Try it |
Starting with the opening line of the material, restate every line word for word, and end on the line containing "entry never rejects".

= Beginning of Section =

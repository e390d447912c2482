//! Decoding of the three backend payloads
//!
//! Each payload carries an `exito` success flag plus its domain data. Station
//! records are decoded one by one so a single malformed entry never rejects
//! the whole list. A [`DashboardSnapshot`] bundles the three payloads of one
//! refresh cycle.

use crate::app::models::{EstacionesPayload, PronosticoPayload, ResumenPayload, StationObservation};
use crate::constants::snapshot_files;
use crate::{Error, Result};
use chrono::{DateTime, Utc};
use serde::Deserialize;
use serde_json::Value;
use std::path::Path;
use tracing::{debug, info, warn};

/// Envelope with the station array kept as raw JSON values
#[derive(Debug, Deserialize)]
struct RawEstacionesPayload {
    #[serde(default)]
    exito: bool,
    #[serde(default)]
    total: Option<usize>,
    #[serde(default)]
    estaciones: Option<Value>,
    #[serde(default)]
    error: Option<String>,
}

/// Decode an `estaciones` payload from JSON text
pub fn decode_estaciones(json: &str) -> Result<EstacionesPayload> {
    let value: Value = serde_json::from_str(json)
        .map_err(|e| Error::json("Invalid JSON in estaciones payload", e))?;
    decode_estaciones_value(value)
}

/// Decode an `estaciones` payload from a JSON value
///
/// A bare array is accepted as a successful payload holding just the station
/// list. Array entries that are not JSON objects are dropped and counted.
pub fn decode_estaciones_value(value: Value) -> Result<EstacionesPayload> {
    let raw = match value {
        Value::Array(records) => RawEstacionesPayload {
            exito: true,
            total: None,
            estaciones: Some(Value::Array(records)),
            error: None,
        },
        Value::Object(_) => serde_json::from_value(value)
            .map_err(|e| Error::payload("estaciones", format!("Invalid envelope: {e}")))?,
        other => {
            return Err(Error::payload(
                "estaciones",
                format!("Expected an object or array, found {}", json_kind(&other)),
            ));
        }
    };

    let records = match raw.estaciones {
        None | Some(Value::Null) => Vec::new(),
        Some(Value::Array(records)) => records,
        Some(other) => {
            return Err(Error::payload(
                "estaciones",
                format!("'estaciones' must be an array, found {}", json_kind(&other)),
            ));
        }
    };

    let record_count = records.len();
    let estaciones: Vec<StationObservation> = records
        .into_iter()
        .enumerate()
        .filter_map(|(index, record)| decode_station(index, record))
        .collect();
    let dropped_records = record_count - estaciones.len();

    debug!(
        "Decoded estaciones payload: {} records, {} dropped, exito={}",
        record_count, dropped_records, raw.exito
    );

    Ok(EstacionesPayload {
        exito: raw.exito,
        total: raw.total,
        estaciones,
        error: raw.error,
        dropped_records,
    })
}

fn decode_station(index: usize, record: Value) -> Option<StationObservation> {
    if !record.is_object() {
        debug!(
            "Dropping station record {}: expected object, found {}",
            index,
            json_kind(&record)
        );
        return None;
    }
    match serde_json::from_value(record) {
        Ok(station) => Some(station),
        Err(e) => {
            debug!("Dropping station record {}: {}", index, e);
            None
        }
    }
}

/// Decode a `resumen` payload from JSON text
pub fn decode_resumen(json: &str) -> Result<ResumenPayload> {
    serde_json::from_str(json).map_err(|e| Error::json("Invalid resumen payload", e))
}

/// Decode a `pronostico` payload from JSON text
pub fn decode_pronostico(json: &str) -> Result<PronosticoPayload> {
    serde_json::from_str(json).map_err(|e| Error::json("Invalid pronostico payload", e))
}

fn json_kind(value: &Value) -> &'static str {
    match value {
        Value::Null => "null",
        Value::Bool(_) => "a boolean",
        Value::Number(_) => "a number",
        Value::String(_) => "a string",
        Value::Array(_) => "an array",
        Value::Object(_) => "an object",
    }
}

/// Read a payload file to a string
async fn read_payload_file(path: &Path) -> Result<String> {
    if !path.exists() {
        return Err(Error::file_not_found(path.display().to_string()));
    }
    tokio::fs::read_to_string(path)
        .await
        .map_err(|e| Error::io(format!("Failed to read {}", path.display()), e))
}

/// Load and decode an `estaciones` payload file
pub async fn load_estaciones(path: &Path) -> Result<EstacionesPayload> {
    let content = read_payload_file(path).await?;
    let payload = decode_estaciones(&content)?;
    info!(
        "Loaded {} station records from {}",
        payload.estaciones.len(),
        path.display()
    );
    Ok(payload)
}

/// Load the station list of an `estaciones` file, failing if the payload is unsuccessful
pub async fn load_stations(path: &Path) -> Result<Vec<StationObservation>> {
    let payload = load_estaciones(path).await?;
    if !payload.exito {
        return Err(Error::payload(
            "estaciones",
            payload
                .error
                .unwrap_or_else(|| "backend reported failure".to_string()),
        ));
    }
    Ok(payload.estaciones)
}

/// Load and decode a `resumen` payload file
pub async fn load_resumen(path: &Path) -> Result<ResumenPayload> {
    decode_resumen(&read_payload_file(path).await?)
}

/// Load and decode a `pronostico` payload file
pub async fn load_pronostico(path: &Path) -> Result<PronosticoPayload> {
    decode_pronostico(&read_payload_file(path).await?)
}

/// The three payloads of one refresh cycle
///
/// A payload whose `exito` flag is false is kept as absent, so the view for
/// it shows placeholders while the others still render.
#[derive(Debug, Clone, PartialEq)]
pub struct DashboardSnapshot {
    pub pronostico: Option<PronosticoPayload>,
    pub estaciones: Vec<StationObservation>,
    pub resumen: Option<ResumenPayload>,
    pub loaded_at: DateTime<Utc>,
}

impl DashboardSnapshot {
    /// Load `pronostico.json`, `estaciones.json` and `resumen.json` from a directory
    ///
    /// The three files are read concurrently; any missing or undecodable file
    /// fails the whole snapshot.
    pub async fn load_dir(dir: &Path) -> Result<Self> {
        if !dir.is_dir() {
            return Err(Error::file_not_found(dir.display().to_string()));
        }

        let pronostico_path = dir.join(snapshot_files::PRONOSTICO);
        let estaciones_path = dir.join(snapshot_files::ESTACIONES);
        let resumen_path = dir.join(snapshot_files::RESUMEN);

        let (pronostico, estaciones, resumen) = tokio::try_join!(
            load_pronostico(&pronostico_path),
            load_estaciones(&estaciones_path),
            load_resumen(&resumen_path),
        )?;

        let pronostico = pronostico.exito.then_some(pronostico).or_else(|| {
            warn!("pronostico payload reported failure; forecast sections will be empty");
            None
        });

        let estaciones = if estaciones.exito {
            estaciones.estaciones
        } else {
            warn!(
                "estaciones payload reported failure: {}",
                estaciones.error.as_deref().unwrap_or("no details")
            );
            Vec::new()
        };

        let resumen = resumen.exito.then_some(resumen).or_else(|| {
            warn!("resumen payload reported failure; summary cards will show placeholders");
            None
        });

        Ok(Self {
            pronostico,
            estaciones,
            resumen,
            loaded_at: Utc::now(),
        })
    }
}

#[cfg(test)]
mod tests {
    use super::*;
    use crate::app::models::StationId;
    use serde_json::json;

    #[test]
    fn test_decode_estaciones_envelope() {
        let payload = decode_estaciones(
            r#"{
                "exito": true,
                "total": 2,
                "estaciones": [
                    {"id": 1, "nombre": "Estación CENTRO", "temperatura": 24.5, "latitud": -33.3, "longitud": -66.3, "precipitacion": 0.0},
                    {"id": 2, "nombre": "Est. LA TOMA", "temperatura": null}
                ]
            }"#,
        )
        .unwrap();

        assert!(payload.exito);
        assert_eq!(payload.total, Some(2));
        assert_eq!(payload.estaciones.len(), 2);
        assert_eq!(payload.estaciones[0].id, Some(StationId::Number(1)));
        assert_eq!(payload.estaciones[1].temperatura, None);
        assert_eq!(payload.dropped_records, 0);
    }

    #[test]
    fn test_decode_estaciones_drops_non_objects() {
        let payload = decode_estaciones_value(json!({
            "exito": true,
            "estaciones": [{"id": 1, "nombre": "A", "temperatura": 20}, 5, "x", null, []]
        }))
        .unwrap();

        assert_eq!(payload.estaciones.len(), 1);
        assert_eq!(payload.dropped_records, 4);
    }

    #[test]
    fn test_decode_estaciones_bare_array() {
        let payload =
            decode_estaciones_value(json!([{"nombre": "A", "temperatura": 1.5}])).unwrap();
        assert!(payload.exito);
        assert_eq!(payload.estaciones.len(), 1);
    }

    #[test]
    fn test_decode_estaciones_failure_envelope() {
        let payload = decode_estaciones(
            r#"{"exito": false, "error": "timeout", "estaciones": []}"#,
        )
        .unwrap();
        assert!(!payload.exito);
        assert_eq!(payload.error.as_deref(), Some("timeout"));
        assert!(payload.estaciones.is_empty());
    }

    #[test]
    fn test_decode_estaciones_rejects_bad_shapes() {
        assert!(matches!(
            decode_estaciones("42"),
            Err(Error::Payload { .. })
        ));
        assert!(matches!(
            decode_estaciones(r#"{"exito": true, "estaciones": {"id": 1}}"#),
            Err(Error::Payload { .. })
        ));
        assert!(matches!(decode_estaciones("{not json"), Err(Error::Json { .. })));
    }

    #[test]
    fn test_decode_pronostico() {
        let payload = decode_pronostico(
            r#"{
                "exito": true,
                "estado_actual": {"descripcion": "Templado", "cielo": "Cielo despejado", "temperatura": "", "viento": "Viento leve del norte"},
                "pronostico_hoy": {"descripcion": "Caluroso", "temperatura_minima": 18, "temperatura_maxima": 34, "viento": "", "cielo": ""},
                "pronostico_extendido": [
                    {"dia": "Viernes", "fecha": "3 de Enero de 2025", "descripcion": "Inestable", "temperatura_minima": 19, "temperatura_maxima": null}
                ],
                "alerta_meteorologica": {"zona_afectada": "Norte provincial", "horario": null, "descripcion": null},
                "informe_especial": null
            }"#,
        )
        .unwrap();

        assert_eq!(
            payload.pronostico_hoy.as_ref().unwrap().temperatura_maxima,
            Some(34.0)
        );
        assert_eq!(payload.pronostico_extendido.len(), 1);
        assert_eq!(payload.pronostico_extendido[0].temperatura_maxima, None);
        assert_eq!(
            payload
                .alerta_meteorologica
                .as_ref()
                .unwrap()
                .zona_afectada
                .as_deref(),
            Some("Norte provincial")
        );
    }

    #[tokio::test]
    async fn test_load_dir_reads_all_three_payloads() {
        let dir = tempfile::TempDir::new().unwrap();
        std::fs::write(
            dir.path().join(snapshot_files::ESTACIONES),
            r#"{"exito": true, "estaciones": [{"id": 1, "nombre": "A", "temperatura": 21}]}"#,
        )
        .unwrap();
        std::fs::write(
            dir.path().join(snapshot_files::PRONOSTICO),
            r#"{"exito": false, "error": "sin pronóstico"}"#,
        )
        .unwrap();
        std::fs::write(
            dir.path().join(snapshot_files::RESUMEN),
            r#"{"exito": true, "total_estaciones": 1, "hay_alerta": false}"#,
        )
        .unwrap();

        let snapshot = DashboardSnapshot::load_dir(dir.path()).await.unwrap();
        assert_eq!(snapshot.estaciones.len(), 1);
        assert!(snapshot.pronostico.is_none());
        assert_eq!(snapshot.resumen.unwrap().resumen.total_estaciones, 1);
    }

    #[tokio::test]
    async fn test_load_estaciones_missing_file() {
        let result = load_estaciones(Path::new("/nonexistent/estaciones.json")).await;
        assert!(matches!(result, Err(Error::FileNotFound { .. })));
    }
}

= End of Section =

Result for this task |
repository e390d447912c2482
//! Decoding of the three backend payloads
//!
//! Each payload carries an `exito` success flag plus its domain data. Station
//! records are decoded one by one so a single malformed entry never rejects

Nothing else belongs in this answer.